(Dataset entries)
■ ■ ■ ■ ■

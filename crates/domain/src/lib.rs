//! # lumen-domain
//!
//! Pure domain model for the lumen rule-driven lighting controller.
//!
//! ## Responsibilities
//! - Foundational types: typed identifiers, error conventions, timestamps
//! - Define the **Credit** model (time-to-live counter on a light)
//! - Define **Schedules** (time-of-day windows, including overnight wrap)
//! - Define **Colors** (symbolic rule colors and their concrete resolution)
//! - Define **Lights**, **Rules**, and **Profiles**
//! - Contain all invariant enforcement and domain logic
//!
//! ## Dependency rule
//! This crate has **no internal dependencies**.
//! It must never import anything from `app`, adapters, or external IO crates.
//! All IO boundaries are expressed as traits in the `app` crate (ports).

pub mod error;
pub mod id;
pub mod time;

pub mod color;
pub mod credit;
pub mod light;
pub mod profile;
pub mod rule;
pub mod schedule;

■ ■ ■ ■ ■

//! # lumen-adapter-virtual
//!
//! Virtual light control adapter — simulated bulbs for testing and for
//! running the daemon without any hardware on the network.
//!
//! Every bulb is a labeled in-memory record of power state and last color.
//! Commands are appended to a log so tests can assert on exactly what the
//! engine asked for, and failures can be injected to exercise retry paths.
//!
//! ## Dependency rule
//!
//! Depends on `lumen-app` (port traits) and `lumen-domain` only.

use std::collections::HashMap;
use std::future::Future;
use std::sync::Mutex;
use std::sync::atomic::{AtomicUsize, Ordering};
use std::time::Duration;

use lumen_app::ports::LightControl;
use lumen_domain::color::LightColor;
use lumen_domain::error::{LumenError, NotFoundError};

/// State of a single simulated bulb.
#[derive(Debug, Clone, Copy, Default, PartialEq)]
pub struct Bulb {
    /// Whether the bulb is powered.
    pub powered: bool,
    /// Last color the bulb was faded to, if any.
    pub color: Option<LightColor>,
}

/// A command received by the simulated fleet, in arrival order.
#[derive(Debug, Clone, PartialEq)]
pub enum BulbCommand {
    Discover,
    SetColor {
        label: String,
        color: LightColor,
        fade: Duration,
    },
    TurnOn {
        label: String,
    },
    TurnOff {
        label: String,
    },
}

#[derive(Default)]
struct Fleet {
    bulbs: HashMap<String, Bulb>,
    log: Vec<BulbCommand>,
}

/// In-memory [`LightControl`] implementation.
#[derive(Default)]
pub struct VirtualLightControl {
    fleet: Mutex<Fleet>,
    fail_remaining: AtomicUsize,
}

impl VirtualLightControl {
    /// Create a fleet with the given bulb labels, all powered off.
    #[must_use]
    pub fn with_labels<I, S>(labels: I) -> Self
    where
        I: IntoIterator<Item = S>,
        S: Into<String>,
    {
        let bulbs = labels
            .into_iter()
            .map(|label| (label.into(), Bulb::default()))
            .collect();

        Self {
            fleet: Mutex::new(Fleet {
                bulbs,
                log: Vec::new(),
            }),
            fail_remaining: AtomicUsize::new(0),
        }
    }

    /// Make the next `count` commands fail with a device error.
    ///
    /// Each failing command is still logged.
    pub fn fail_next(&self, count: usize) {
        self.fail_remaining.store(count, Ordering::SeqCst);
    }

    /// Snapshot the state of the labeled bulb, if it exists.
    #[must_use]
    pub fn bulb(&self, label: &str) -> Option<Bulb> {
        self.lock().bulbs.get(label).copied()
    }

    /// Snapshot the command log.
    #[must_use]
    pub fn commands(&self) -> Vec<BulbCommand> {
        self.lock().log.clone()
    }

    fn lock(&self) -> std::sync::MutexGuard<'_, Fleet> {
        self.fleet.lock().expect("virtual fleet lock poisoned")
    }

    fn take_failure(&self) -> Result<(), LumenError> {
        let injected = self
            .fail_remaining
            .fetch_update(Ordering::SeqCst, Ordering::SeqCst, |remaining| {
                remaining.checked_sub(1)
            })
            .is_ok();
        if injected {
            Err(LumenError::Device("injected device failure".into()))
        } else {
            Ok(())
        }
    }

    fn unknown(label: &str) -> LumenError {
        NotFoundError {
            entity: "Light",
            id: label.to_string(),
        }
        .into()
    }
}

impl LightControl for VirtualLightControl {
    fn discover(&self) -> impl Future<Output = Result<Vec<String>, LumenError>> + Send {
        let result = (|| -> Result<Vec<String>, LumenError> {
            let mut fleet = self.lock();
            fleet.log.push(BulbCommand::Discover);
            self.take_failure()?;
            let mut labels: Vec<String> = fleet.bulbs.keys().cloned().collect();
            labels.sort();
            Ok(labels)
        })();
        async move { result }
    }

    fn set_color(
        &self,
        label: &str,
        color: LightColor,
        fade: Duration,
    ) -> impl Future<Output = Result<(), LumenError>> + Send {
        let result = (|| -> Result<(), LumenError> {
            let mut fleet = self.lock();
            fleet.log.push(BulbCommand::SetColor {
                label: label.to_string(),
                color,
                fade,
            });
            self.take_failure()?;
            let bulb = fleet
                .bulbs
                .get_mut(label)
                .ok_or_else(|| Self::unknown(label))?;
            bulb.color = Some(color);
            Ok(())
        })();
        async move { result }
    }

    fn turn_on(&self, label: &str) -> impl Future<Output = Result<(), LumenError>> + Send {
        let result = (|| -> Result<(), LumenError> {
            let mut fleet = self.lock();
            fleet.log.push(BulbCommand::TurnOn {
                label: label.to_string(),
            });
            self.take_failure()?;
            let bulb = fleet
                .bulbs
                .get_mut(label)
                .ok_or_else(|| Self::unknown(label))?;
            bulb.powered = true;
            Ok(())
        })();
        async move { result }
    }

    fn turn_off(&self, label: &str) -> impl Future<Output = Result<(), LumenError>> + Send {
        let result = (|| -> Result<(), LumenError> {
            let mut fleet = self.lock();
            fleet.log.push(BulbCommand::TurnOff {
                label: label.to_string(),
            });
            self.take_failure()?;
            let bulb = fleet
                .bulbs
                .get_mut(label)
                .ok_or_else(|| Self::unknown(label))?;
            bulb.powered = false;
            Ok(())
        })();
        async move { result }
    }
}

■ ■ ■ ■ ■

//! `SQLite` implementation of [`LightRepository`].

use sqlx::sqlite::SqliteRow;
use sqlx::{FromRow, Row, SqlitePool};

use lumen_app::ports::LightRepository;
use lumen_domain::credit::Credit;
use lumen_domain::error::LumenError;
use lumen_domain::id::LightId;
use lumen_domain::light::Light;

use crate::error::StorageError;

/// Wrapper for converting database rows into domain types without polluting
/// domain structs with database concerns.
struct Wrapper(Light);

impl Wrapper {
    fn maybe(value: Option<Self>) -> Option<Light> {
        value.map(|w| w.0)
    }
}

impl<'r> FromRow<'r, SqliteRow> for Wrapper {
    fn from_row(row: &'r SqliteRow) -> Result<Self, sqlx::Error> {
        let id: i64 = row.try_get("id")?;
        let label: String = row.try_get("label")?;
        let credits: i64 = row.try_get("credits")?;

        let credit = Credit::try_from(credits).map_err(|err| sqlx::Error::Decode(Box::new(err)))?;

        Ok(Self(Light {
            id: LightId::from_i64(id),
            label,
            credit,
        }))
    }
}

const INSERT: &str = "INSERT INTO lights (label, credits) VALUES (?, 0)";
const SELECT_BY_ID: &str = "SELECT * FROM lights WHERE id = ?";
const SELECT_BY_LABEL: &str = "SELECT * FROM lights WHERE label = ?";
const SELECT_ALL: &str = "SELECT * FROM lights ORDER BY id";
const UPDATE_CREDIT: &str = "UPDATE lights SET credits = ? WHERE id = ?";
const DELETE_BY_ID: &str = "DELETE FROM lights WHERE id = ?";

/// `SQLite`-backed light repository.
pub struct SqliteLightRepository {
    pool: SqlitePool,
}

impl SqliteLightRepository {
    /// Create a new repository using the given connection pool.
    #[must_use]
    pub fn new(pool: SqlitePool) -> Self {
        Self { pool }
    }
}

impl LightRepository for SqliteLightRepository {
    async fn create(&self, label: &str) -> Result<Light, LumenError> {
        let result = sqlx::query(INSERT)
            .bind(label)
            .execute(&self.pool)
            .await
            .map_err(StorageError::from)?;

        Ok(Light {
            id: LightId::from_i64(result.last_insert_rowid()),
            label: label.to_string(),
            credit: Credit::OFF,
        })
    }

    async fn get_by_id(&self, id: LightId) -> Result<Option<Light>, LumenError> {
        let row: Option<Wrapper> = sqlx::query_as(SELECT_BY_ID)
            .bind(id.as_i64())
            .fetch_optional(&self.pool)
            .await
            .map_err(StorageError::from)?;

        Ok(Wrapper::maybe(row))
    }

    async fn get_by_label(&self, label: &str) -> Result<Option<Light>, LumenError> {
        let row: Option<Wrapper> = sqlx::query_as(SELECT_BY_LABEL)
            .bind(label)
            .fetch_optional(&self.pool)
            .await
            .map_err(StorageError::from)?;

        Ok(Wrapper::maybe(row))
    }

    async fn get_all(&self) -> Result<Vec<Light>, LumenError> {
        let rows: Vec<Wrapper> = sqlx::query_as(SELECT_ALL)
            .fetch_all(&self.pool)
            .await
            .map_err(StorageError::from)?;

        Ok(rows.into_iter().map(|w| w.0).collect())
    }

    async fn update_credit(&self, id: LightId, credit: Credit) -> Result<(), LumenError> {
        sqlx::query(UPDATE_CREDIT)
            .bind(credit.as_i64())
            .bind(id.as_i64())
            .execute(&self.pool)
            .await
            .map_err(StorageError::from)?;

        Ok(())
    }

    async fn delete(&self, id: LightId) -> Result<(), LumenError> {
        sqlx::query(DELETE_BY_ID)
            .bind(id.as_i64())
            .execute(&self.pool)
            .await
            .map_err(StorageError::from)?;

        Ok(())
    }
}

■ ■ ■ ■ ■

Beginning at the line with "external IO crates." and stopping after the line with "pub mod schedule;", please write out every line of the data above exactly and nothing else.

*Exercise output*:
//! It must never import anything from `app`, adapters, or external IO crates.
//! All IO boundaries are expressed as traits in the `app` crate (ports).

pub mod error;
pub mod id;
pub mod time;

pub mod color;
pub mod credit;
pub mod light;
pub mod profile;
pub mod rule;
pub mod schedule;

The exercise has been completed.